→ EXERCISE PROMPT
The data should be printed in full, character for character.

(Items listed in a dataset)
'''

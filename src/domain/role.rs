//! Roles granted to identities.

use std::fmt;
use std::str::FromStr;

use serde::{Deserialize, Serialize};

use crate::domain::error::DomainError;

/// Enumerated role tag.
#[derive(
    Debug,
    Clone,
    Copy,
    PartialEq,
    Eq,
    Hash,
    PartialOrd,
    Ord,
    Serialize,
    Deserialize,
)]
#[serde(rename_all = "UPPERCASE")]
pub enum RoleName {
    User,
    Admin,
}

impl RoleName {
    /// Every role seeded on a fresh catalog.
    pub const ALL: [RoleName; 2] = [RoleName::User, RoleName::Admin];

    pub fn as_str(&self) -> &'static str {
        match self {
            RoleName::User => "USER",
            RoleName::Admin => "ADMIN",
        }
    }
}

impl fmt::Display for RoleName {
    fn fmt(&self, f: &mut fmt::Formatter<'_>) -> fmt::Result {
        f.write_str(self.as_str())
    }
}

impl FromStr for RoleName {
    type Err = DomainError;

    fn from_str(s: &str) -> Result<Self, Self::Err> {
        RoleName::ALL
            .into_iter()
            .find(|role| role.as_str().eq_ignore_ascii_case(s))
            .ok_or_else(|| DomainError::UnknownRole(s.to_owned()))
    }
}

/// A catalog role record.
#[derive(Debug, Clone, Copy, PartialEq, Eq, Hash, PartialOrd, Ord)]
pub struct Role {
    id: i32,
    name: RoleName,
}

impl Role {
    pub fn new(id: i32, name: RoleName) -> Self {
        Self { id, name }
    }

    #[inline]
    pub fn id(&self) -> i32 {
        self.id
    }

    #[inline]
    pub fn name(&self) -> RoleName {
        self.name
    }
}

#[cfg(test)]
mod tests {
    use super::*;

    #[test]
    fn test_role_name_round_trip() {
        for role in RoleName::ALL {
            assert_eq!(role.as_str().parse::<RoleName>().unwrap(), role);
        }
        assert_eq!("user".parse::<RoleName>().unwrap(), RoleName::User);
        assert!(matches!(
            "ROOT".parse::<RoleName>(),
            Err(DomainError::UnknownRole(_))
        ));
    }
}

'''

→ ANSWER BOX
filename src/domain/role.rs
//! Roles granted to identities.

use std::fmt;
use std::str::FromStr;

use serde::{Deserialize, Serialize};

use crate::domain::error::DomainError;

/// Enumerated role tag.
#[derive(
    Debug,
    Clone,
    Copy,
    PartialEq,
    Eq,
    Hash,
    PartialOrd,
    Ord,
    Serialize,
    Deserialize,
)]
#[serde(rename_all = "UPPERCASE")]
pub enum RoleName {
    User,
    Admin,
}

impl RoleName {
    /// Every role seeded on a fresh catalog.
    pub const ALL: [RoleName; 2] = [RoleName::User, RoleName::Admin];

    pub fn as_str(&self) -> &'static str {
        match self {
            RoleName::User => "USER",
            RoleName::Admin => "ADMIN",
        }
    }
}

impl fmt::Display for RoleName {
    fn fmt(&self, f: &mut fmt::Formatter<'_>) -> fmt::Result {
        f.write_str(self.as_str())
    }
}

impl FromStr for RoleName {
    type Err = DomainError;

    fn from_str(s: &str) -> Result<Self, Self::Err> {
        RoleName::ALL
            .into_iter()
            .find(|role| role.as_str().eq_ignore_ascii_case(s))
            .ok_or_else(|| DomainError::UnknownRole(s.to_owned()))
    }
}

/// A catalog role record.
#[derive(Debug, Clone, Copy, PartialEq, Eq, Hash, PartialOrd, Ord)]
pub struct Role {
    id: i32,
    name: RoleName,
}

impl Role {
    pub fn new(id: i32, name: RoleName) -> Self {
        Self { id, name }
    }

    #[inline]
    pub fn id(&self) -> i32 {
        self.id
    }

    #[inline]
    pub fn name(&self) -> RoleName {
        self.name
    }
}

#[cfg(test)]
mod tests {
    use super::*;

    #[test]
    fn test_role_name_round_trip() {
        for role in RoleName::ALL {
            assert_eq!(role.as_str().parse::<RoleName>().unwrap(), role);
        }
        assert_eq!("user".parse::<RoleName>().unwrap(), RoleName::User);
        assert!(matches!(
            "ROOT".parse::<RoleName>(),
            Err(DomainError::UnknownRole(_))
        ));
    }
}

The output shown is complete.